Another interesting result was revealed when the team performed optical imaging of the Drosophila brain: from the approximately 50 glomeruli that constitute the antennal lobe, the olfactory center of the flies, only one, labeled DA2, was activated by geosmin. Other glomeruli that are involved in odor evoked aversion behavior were found in the same region as DA2.  When the team stimulated DA2, it activated a single type of a specific projection neuron (PN) conveying the message of geosmin presence to higher brain areas. Usually, PNs are more broadly tuned, providing a cross-glomerulus pattern for olfactory coding.

“However, this is different in the case of geosmin, Or56a, DA2 and the related PNs,” said Hansson.

The stimulus is directly patched through from antennae to behavior in this circuit, the scientists say, without any detours. Previously, such patterns have only been observed in the responses to sex pheromones. This is the first time a fully dedicated neural pathway for an odor involved in feeding behavior has been revealed.

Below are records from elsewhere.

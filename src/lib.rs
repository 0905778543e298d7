//! kbgate: knowledge retrieval with hybrid search and dual-mode request
//! routing for customer-facing and internal assistants.

pub mod cli;
pub mod config;
pub mod credits;
pub mod error;
pub mod gateway;
pub mod knowledge;
pub mod logging;
pub mod providers;
pub mod routing;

Using the recently established “Flywalk” system, where a single fly is placed into a small glass tube and different odors are applied to allow a computer / camera system to quantify behaviors, behavioral assays confirmed the nerve and brain measurements in the laboratory.

Not only does the geosmin stimulus, mediated through the neural line, cause the flies to stop or move away from the source of the odor, it overrides all simultaneously offered highly attractive odors, such as vinegar or fruit scents, at minute concentrations. This helps the fly avoid accidental consumption of pathogens by overriding even mixed smells. Odor mixtures are the rule, not the exception, in nature, making this a very important survival tool.

“It is obviously highly important for all organisms to stay away from spoiled food,” concluded Stensmyr. “Detecting and avoiding food infested by bad microbes seems to be a ubiquitous phenomenon, where the nervous system has evolved to extreme degrees to make it work.”